At Bedford Hills Correctional Facility in Bedford, N.Y., there are currently 16 inmates who are part of the Puppies Behind Bars program. They train the dogs – all Labrador Retrievers – from typically 8 weeks old to 2 years old. The dogs are then paired with a police officer or a veteran.
“Puppies Behind Bars offers an opportunity to contribute to society,” Stoga said. “We’re in a prison where there are over 600 inmates – 16 have chosen to do this.”
One of those inmates is Nicole Addimando, whose murder case garnered national attention. She has been involved in the Puppies Behind Bars for more than two years.
“There is no way to right some of the wrongs with what has happened, what brought us here,” she told FOX61 News. “This is a way we can be productive with our time and do something positive that can ultimately give back.”
Addimando, a mother of two young sons, recently won her appeal with the State of New York under the Domestic Violence Survivors Act, she will be free in about two and a half years and plans to focus on working with the dogs until then.
“This is the only place in this (prison) environment where we kind of get humanity back,” she said. “We feel like people again and we get to do something with our time that’s meaningful.”
The Puppies Behind Bars program has placed dogs across the country. In Connecticut, there are currently five K9s who graduated from the program.

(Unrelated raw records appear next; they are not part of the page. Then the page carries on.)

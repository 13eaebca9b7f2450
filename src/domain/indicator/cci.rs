//! Commodity Channel Index.
//!
//! CCI = (TP - SMA(TP)) / (0.015 * mean absolute deviation of TP)
//! over the trailing window, TP = typical price. A mean deviation of exactly
//! zero reports CCI = 0.

use crate::domain::candle::Candle;

pub const DEFAULT_PERIOD: usize = 20;
const LAMBERT_CONSTANT: f64 = 0.015;

pub fn calculate_cci(candles: &[Candle], period: usize) -> Option<f64> {
    if period == 0 || candles.len() < period {
        return None;
    }

    let typical: Vec<f64> = candles[candles.len() - period..]
        .iter()
        .map(Candle::typical_price)
        .collect();
    let mean = typical.iter().sum::<f64>() / period as f64;
    let mean_deviation = typical.iter().map(|tp| (tp - mean).abs()).sum::<f64>() / period as f64;

    if mean_deviation == 0.0 {
        return Some(0.0);
    }

    let current = typical[period - 1];
    Some((current - mean) / (LAMBERT_CONSTANT * mean_deviation))
}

In Middletown, Officer Jay Bodell is teamed with K9 Bear, a lovable and loyal black lab, who is used largely in therapeutic roles all around the area. Like all the Puppies Behind Bars graduates, Bear is a fully recognized ADA service dog.
“The police officers and prisoners work together, and we learn all our commands and what these dogs have learned comes directly from the prisoners,” Bodell said.
Officer Rich Simons, a 28-year veteran of the Yale University Police Department, works with K9 Heidi, an energetic yellow lab that has become a hit on campus.
“The highlight of my career was getting trained by inmates and getting a partner like Heidi. We go to work every day, (she’s) my best friend,” Simons exclaimed.
Puppies Behind Bars has also placed dogs at police departments in Groton, Naugatuck, and Torrington.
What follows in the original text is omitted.